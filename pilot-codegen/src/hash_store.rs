//! Hash store: SHA-256 tracking of generated files.
//!
//! Persists a [`HashStoreFile`] JSON document at `<root>/.pilot/hashes.json`,
//! keyed by `/`-separated paths relative to the output root. Saves use a
//! `.tmp` sibling and a rename.

use std::collections::BTreeMap;
use std::path::{Path, PathBuf};

use chrono::{DateTime, Utc};
use serde::{Deserialize, Serialize};
use sha2::{Digest, Sha256};

use crate::error::{io_err, CodegenError};

/// Relative path → SHA-256 hex digest of the last generated content.
pub type HashStore = BTreeMap<String, String>;

/// On-disk hash store payload.
#[derive(Debug, Clone, Serialize, Deserialize, PartialEq, Eq)]
pub struct HashStoreFile {
    pub generated_at: DateTime<Utc>,
    pub files: HashStore,
}

impl HashStoreFile {
    fn empty() -> Self {
        HashStoreFile {
            generated_at: Utc::now(),
            files: HashStore::new(),
        }
    }
}

/// `<root>/.pilot/hashes.json`
pub fn store_path_at(root: &Path) -> PathBuf {
    root.join(".pilot").join("hashes.json")
}

/// Load the hash store under `root`; empty if none was saved yet.
pub fn load_at(root: &Path) -> Result<HashStoreFile, CodegenError> {
    let path = store_path_at(root);
    if !path.exists() {
        return Ok(HashStoreFile::empty());
    }
    let contents = std::fs::read_to_string(&path).map_err(|e| io_err(&path, e))?;
    Ok(serde_json::from_str(&contents)?)
}

/// Save the hash store under `root` atomically.
pub fn save_at(root: &Path, store: &HashStoreFile) -> Result<(), CodegenError> {
    let path = store_path_at(root);
    let Some(dir) = path.parent() else {
        return Err(io_err(path, std::io::Error::other("invalid hash store path")));
    };
    std::fs::create_dir_all(dir).map_err(|e| io_err(dir, e))?;

    let json = serde_json::to_string_pretty(store)?;
    let tmp = path.with_extension("json.tmp");
    std::fs::write(&tmp, &json).map_err(|e| io_err(&tmp, e))?;
    std::fs::rename(&tmp, &path).map_err(|e| io_err(&path, e))?;
    Ok(())
}

/// SHA-256 hex digest of `content`.
pub fn digest(content: &str) -> String {
    let mut h = Sha256::new();
    h.update(content.as_bytes());
    hex::encode(h.finalize())
}

#[cfg(test)]
mod tests {
    use super::*;
    use tempfile::TempDir;

    #[test]
    fn empty_store_when_file_missing() {
        let tmp = TempDir::new().unwrap();
        let store = load_at(tmp.path()).unwrap();
        assert!(store.files.is_empty());
    }

    #[test]
    fn roundtrip_save_load() {
        let tmp = TempDir::new().unwrap();
        let mut files = HashStore::new();
        files.insert("main.go".to_string(), "deadbeef".to_string());
        files.insert("pkg/config/config.go".to_string(), "cafebabe".to_string());
        let store = HashStoreFile {
            generated_at: Utc::now(),
            files,
        };

        save_at(tmp.path(), &store).unwrap();
        assert_eq!(load_at(tmp.path()).unwrap(), store);
        assert!(!store_path_at(tmp.path()).with_extension("json.tmp").exists());
    }

    #[test]
    fn corrupt_store_is_json_error() {
        let tmp = TempDir::new().unwrap();
        let path = store_path_at(tmp.path());
        std::fs::create_dir_all(path.parent().unwrap()).unwrap();
        std::fs::write(&path, "{not json").unwrap();
        assert!(matches!(load_at(tmp.path()), Err(CodegenError::Json(_))));
    }

    #[test]
    fn digest_is_hex_sha256() {
        assert_eq!(
            digest(""),
            "e3b0c44298fc1c149afbf4c8996fb92427ae41e4649b934ca495991b7852b855"
        );
    }
}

■ Aim of the task: Lines of the listing above that contain the word "write" must all be copied.

■ Exercise answer:
    std::fs::write(&tmp, &json).map_err(|e| io_err(&tmp, e))?;
        std::fs::write(&path, "{not json").unwrap();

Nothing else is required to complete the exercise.